(RECORDS PROVIDED Opens)

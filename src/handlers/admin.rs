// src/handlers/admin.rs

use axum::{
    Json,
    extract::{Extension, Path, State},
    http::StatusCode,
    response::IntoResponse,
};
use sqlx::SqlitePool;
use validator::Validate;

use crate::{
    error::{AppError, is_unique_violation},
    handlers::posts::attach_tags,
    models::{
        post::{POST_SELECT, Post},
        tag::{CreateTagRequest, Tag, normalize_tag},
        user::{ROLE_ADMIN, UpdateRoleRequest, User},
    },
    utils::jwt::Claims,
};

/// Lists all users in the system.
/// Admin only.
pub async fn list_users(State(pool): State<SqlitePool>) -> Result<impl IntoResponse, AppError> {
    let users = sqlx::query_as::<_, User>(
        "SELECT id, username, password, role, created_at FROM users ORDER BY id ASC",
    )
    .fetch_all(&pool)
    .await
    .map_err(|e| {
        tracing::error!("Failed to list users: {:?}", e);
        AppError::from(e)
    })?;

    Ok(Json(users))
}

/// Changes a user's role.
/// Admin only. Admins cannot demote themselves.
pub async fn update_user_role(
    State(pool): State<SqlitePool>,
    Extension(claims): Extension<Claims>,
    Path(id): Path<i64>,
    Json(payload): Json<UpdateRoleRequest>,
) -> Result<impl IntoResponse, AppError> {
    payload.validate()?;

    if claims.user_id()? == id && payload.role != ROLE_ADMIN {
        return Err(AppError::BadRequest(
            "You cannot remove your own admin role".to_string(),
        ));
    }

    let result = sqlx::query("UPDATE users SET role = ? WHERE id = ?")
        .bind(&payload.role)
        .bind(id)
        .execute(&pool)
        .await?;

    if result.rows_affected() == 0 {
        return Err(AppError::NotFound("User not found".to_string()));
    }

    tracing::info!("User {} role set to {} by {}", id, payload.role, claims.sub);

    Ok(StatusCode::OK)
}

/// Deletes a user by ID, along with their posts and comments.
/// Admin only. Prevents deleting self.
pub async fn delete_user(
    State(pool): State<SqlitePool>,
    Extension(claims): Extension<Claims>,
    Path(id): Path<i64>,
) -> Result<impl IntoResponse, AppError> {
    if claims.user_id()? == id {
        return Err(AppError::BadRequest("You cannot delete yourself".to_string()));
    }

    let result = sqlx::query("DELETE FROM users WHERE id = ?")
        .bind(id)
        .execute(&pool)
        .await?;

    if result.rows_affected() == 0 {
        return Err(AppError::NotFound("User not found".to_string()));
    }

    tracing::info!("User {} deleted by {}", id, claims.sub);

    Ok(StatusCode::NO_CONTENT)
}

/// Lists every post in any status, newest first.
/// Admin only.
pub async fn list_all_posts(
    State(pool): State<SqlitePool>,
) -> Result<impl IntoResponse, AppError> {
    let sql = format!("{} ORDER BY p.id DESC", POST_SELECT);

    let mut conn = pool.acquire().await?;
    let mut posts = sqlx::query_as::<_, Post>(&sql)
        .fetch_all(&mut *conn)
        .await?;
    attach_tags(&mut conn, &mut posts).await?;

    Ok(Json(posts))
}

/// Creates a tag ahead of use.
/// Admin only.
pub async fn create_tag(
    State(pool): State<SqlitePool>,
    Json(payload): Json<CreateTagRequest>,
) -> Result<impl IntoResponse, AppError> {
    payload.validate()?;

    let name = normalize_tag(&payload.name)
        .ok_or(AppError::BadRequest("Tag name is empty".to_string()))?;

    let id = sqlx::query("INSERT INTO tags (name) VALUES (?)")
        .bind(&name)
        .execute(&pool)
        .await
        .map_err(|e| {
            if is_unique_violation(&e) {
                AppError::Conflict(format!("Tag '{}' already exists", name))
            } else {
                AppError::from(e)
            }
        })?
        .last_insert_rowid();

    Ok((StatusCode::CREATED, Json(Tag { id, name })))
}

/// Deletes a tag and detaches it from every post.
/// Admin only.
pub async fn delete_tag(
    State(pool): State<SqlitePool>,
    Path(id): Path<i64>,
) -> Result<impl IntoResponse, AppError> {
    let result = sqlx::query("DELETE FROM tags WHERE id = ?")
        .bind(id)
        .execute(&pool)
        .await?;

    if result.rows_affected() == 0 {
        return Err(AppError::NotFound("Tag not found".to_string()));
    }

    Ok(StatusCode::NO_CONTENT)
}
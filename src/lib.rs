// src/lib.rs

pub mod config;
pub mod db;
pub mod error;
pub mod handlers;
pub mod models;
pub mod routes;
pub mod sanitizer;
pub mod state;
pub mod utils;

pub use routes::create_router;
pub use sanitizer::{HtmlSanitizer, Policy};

(RECORDS PROVIDED Closes)

● WHAT YOU NEED TO DO: Retype each record in full, please.

● TASK RESULT:
filename src/handlers/admin.rs
// src/handlers/admin.rs

use axum::{
    Json,
    extract::{Extension, Path, State},
    http::StatusCode,
    response::IntoResponse,
};
use sqlx::SqlitePool;
use validator::Validate;

use crate::{
    error::{AppError, is_unique_violation},
    handlers::posts::attach_tags,
    models::{
        post::{POST_SELECT, Post},
        tag::{CreateTagRequest, Tag, normalize_tag},
        user::{ROLE_ADMIN, UpdateRoleRequest, User},
    },
    utils::jwt::Claims,
};

/// Lists all users in the system.
/// Admin only.
pub async fn list_users(State(pool): State<SqlitePool>) -> Result<impl IntoResponse, AppError> {
    let users = sqlx::query_as::<_, User>(
        "SELECT id, username, password, role, created_at FROM users ORDER BY id ASC",
    )
    .fetch_all(&pool)
    .await
    .map_err(|e| {
        tracing::error!("Failed to list users: {:?}", e);
        AppError::from(e)
    })?;

    Ok(Json(users))
}

/// Changes a user's role.
/// Admin only. Admins cannot demote themselves.
pub async fn update_user_role(
    State(pool): State<SqlitePool>,
    Extension(claims): Extension<Claims>,
    Path(id): Path<i64>,
    Json(payload): Json<UpdateRoleRequest>,
) -> Result<impl IntoResponse, AppError> {
    payload.validate()?;

    if claims.user_id()? == id && payload.role != ROLE_ADMIN {
        return Err(AppError::BadRequest(
            "You cannot remove your own admin role".to_string(),
        ));
    }

    let result = sqlx::query("UPDATE users SET role = ? WHERE id = ?")
        .bind(&payload.role)
        .bind(id)
        .execute(&pool)
        .await?;

    if result.rows_affected() == 0 {
        return Err(AppError::NotFound("User not found".to_string()));
    }

    tracing::info!("User {} role set to {} by {}", id, payload.role, claims.sub);

    Ok(StatusCode::OK)
}

/// Deletes a user by ID, along with their posts and comments.
/// Admin only. Prevents deleting self.
pub async fn delete_user(
    State(pool): State<SqlitePool>,
    Extension(claims): Extension<Claims>,
    Path(id): Path<i64>,
) -> Result<impl IntoResponse, AppError> {
    if claims.user_id()? == id {
        return Err(AppError::BadRequest("You cannot delete yourself".to_string()));
    }

    let result = sqlx::query("DELETE FROM users WHERE id = ?")
        .bind(id)
        .execute(&pool)
        .await?;

    if result.rows_affected() == 0 {
        return Err(AppError::NotFound("User not found".to_string()));
    }

    tracing::info!("User {} deleted by {}", id, claims.sub);

    Ok(StatusCode::NO_CONTENT)
}

/// Lists every post in any status, newest first.
/// Admin only.
pub async fn list_all_posts(
    State(pool): State<SqlitePool>,
) -> Result<impl IntoResponse, AppError> {
    let sql = format!("{} ORDER BY p.id DESC", POST_SELECT);

    let mut conn = pool.acquire().await?;
    let mut posts = sqlx::query_as::<_, Post>(&sql)
        .fetch_all(&mut *conn)
        .await?;
    attach_tags(&mut conn, &mut posts).await?;

    Ok(Json(posts))
}

/// Creates a tag ahead of use.
/// Admin only.
pub async fn create_tag(
    State(pool): State<SqlitePool>,
    Json(payload): Json<CreateTagRequest>,
) -> Result<impl IntoResponse, AppError> {
    payload.validate()?;

    let name = normalize_tag(&payload.name)
        .ok_or(AppError::BadRequest("Tag name is empty".to_string()))?;

    let id = sqlx::query("INSERT INTO tags (name) VALUES (?)")
        .bind(&name)
        .execute(&pool)
        .await
        .map_err(|e| {
            if is_unique_violation(&e) {
                AppError::Conflict(format!("Tag '{}' already exists", name))
            } else {
                AppError::from(e)
            }
        })?
        .last_insert_rowid();

    Ok((StatusCode::CREATED, Json(Tag { id, name })))
}

/// Deletes a tag and detaches it from every post.
/// Admin only.
pub async fn delete_tag(
    State(pool): State<SqlitePool>,
    Path(id): Path<i64>,
) -> Result<impl IntoResponse, AppError> {
    let result = sqlx::query("DELETE FROM tags WHERE id = ?")
        .bind(id)
        .execute(&pool)
        .await?;

    if result.rows_affected() == 0 {
        return Err(AppError::NotFound("Tag not found".to_string()));
    }

    Ok(StatusCode::NO_CONTENT)
}
filename src/lib.rs
// src/lib.rs

pub mod config;
pub mod db;
pub mod error;
pub mod handlers;
pub mod models;
pub mod routes;
pub mod sanitizer;
pub mod state;
pub mod utils;

pub use routes::create_router;
pub use sanitizer::{HtmlSanitizer, Policy};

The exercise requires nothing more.